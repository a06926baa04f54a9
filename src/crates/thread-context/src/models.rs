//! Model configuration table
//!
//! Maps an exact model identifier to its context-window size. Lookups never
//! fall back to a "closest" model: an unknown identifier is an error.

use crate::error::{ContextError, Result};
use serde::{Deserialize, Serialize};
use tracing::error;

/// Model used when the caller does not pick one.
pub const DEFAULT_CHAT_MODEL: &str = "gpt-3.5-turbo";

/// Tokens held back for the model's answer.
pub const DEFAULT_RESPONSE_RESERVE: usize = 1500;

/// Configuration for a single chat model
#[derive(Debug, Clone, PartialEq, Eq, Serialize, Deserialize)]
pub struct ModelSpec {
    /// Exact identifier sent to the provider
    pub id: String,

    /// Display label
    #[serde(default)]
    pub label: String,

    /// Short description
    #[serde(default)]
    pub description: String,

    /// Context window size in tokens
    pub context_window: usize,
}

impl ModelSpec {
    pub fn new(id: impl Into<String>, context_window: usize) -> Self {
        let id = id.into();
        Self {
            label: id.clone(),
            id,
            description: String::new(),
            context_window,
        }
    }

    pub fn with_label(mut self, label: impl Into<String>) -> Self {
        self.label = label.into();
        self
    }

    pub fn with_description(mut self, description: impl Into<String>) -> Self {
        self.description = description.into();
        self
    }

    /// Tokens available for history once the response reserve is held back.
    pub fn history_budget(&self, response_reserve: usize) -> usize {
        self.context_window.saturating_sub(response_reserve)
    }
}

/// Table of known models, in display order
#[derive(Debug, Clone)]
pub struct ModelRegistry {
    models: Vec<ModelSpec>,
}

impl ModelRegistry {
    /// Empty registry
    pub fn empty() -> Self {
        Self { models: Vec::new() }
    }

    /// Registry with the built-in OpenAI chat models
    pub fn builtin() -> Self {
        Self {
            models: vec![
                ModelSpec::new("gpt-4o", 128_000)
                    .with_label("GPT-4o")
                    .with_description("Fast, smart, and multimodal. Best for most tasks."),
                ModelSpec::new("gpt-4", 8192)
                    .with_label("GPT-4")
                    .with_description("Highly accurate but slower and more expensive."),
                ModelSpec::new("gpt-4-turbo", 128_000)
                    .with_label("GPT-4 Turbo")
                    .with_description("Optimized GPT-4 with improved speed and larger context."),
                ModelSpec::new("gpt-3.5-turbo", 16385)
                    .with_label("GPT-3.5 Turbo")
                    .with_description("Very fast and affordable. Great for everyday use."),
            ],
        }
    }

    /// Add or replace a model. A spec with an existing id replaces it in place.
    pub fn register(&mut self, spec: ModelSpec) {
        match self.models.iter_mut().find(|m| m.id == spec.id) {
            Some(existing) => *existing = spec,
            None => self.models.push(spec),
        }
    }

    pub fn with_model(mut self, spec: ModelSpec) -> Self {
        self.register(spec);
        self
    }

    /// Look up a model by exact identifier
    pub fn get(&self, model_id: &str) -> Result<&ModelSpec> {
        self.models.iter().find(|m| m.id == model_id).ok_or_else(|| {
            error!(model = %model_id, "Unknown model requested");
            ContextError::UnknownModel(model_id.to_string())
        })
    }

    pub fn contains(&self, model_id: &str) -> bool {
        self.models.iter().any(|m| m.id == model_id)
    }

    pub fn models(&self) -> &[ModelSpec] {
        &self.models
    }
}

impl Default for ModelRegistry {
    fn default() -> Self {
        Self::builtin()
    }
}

EXERCISE INSTRUCTIONS: Please return the full set of records exactly as given above.

THE ANSWER:
repository a06926baa04f54a9
filename src/crates/thread-context/src/models.rs
//! Model configuration table
//!
//! Maps an exact model identifier to its context-window size. Lookups never
//! fall back to a "closest" model: an unknown identifier is an error.

use crate::error::{ContextError, Result};
use serde::{Deserialize, Serialize};
use tracing::error;

/// Model used when the caller does not pick one.
pub const DEFAULT_CHAT_MODEL: &str = "gpt-3.5-turbo";

/// Tokens held back for the model's answer.
pub const DEFAULT_RESPONSE_RESERVE: usize = 1500;

/// Configuration for a single chat model
#[derive(Debug, Clone, PartialEq, Eq, Serialize, Deserialize)]
pub struct ModelSpec {
    /// Exact identifier sent to the provider
    pub id: String,

    /// Display label
    #[serde(default)]
    pub label: String,

    /// Short description
    #[serde(default)]
    pub description: String,

    /// Context window size in tokens
    pub context_window: usize,
}

impl ModelSpec {
    pub fn new(id: impl Into<String>, context_window: usize) -> Self {
        let id = id.into();
        Self {
            label: id.clone(),
            id,
            description: String::new(),
            context_window,
        }
    }

    pub fn with_label(mut self, label: impl Into<String>) -> Self {
        self.label = label.into();
        self
    }

    pub fn with_description(mut self, description: impl Into<String>) -> Self {
        self.description = description.into();
        self
    }

    /// Tokens available for history once the response reserve is held back.
    pub fn history_budget(&self, response_reserve: usize) -> usize {
        self.context_window.saturating_sub(response_reserve)
    }
}

/// Table of known models, in display order
#[derive(Debug, Clone)]
pub struct ModelRegistry {
    models: Vec<ModelSpec>,
}

impl ModelRegistry {
    /// Empty registry
    pub fn empty() -> Self {
        Self { models: Vec::new() }
    }

    /// Registry with the built-in OpenAI chat models
    pub fn builtin() -> Self {
        Self {
            models: vec![
                ModelSpec::new("gpt-4o", 128_000)
                    .with_label("GPT-4o")
                    .with_description("Fast, smart, and multimodal. Best for most tasks."),
                ModelSpec::new("gpt-4", 8192)
                    .with_label("GPT-4")
                    .with_description("Highly accurate but slower and more expensive."),
                ModelSpec::new("gpt-4-turbo", 128_000)
                    .with_label("GPT-4 Turbo")
                    .with_description("Optimized GPT-4 with improved speed and larger context."),
                ModelSpec::new("gpt-3.5-turbo", 16385)
                    .with_label("GPT-3.5 Turbo")
                    .with_description("Very fast and affordable. Great for everyday use."),
            ],
        }
    }

    /// Add or replace a model. A spec with an existing id replaces it in place.
    pub fn register(&mut self, spec: ModelSpec) {
        match self.models.iter_mut().find(|m| m.id == spec.id) {
            Some(existing) => *existing = spec,
            None => self.models.push(spec),
        }
    }

    pub fn with_model(mut self, spec: ModelSpec) -> Self {
        self.register(spec);
        self
    }

    /// Look up a model by exact identifier
    pub fn get(&self, model_id: &str) -> Result<&ModelSpec> {
        self.models.iter().find(|m| m.id == model_id).ok_or_else(|| {
            error!(model = %model_id, "Unknown model requested");
            ContextError::UnknownModel(model_id.to_string())
        })
    }

    pub fn contains(&self, model_id: &str) -> bool {
        self.models.iter().any(|m| m.id == model_id)
    }

    pub fn models(&self) -> &[ModelSpec] {
        &self.models
    }
}

impl Default for ModelRegistry {
    fn default() -> Self {
        Self::builtin()
    }
}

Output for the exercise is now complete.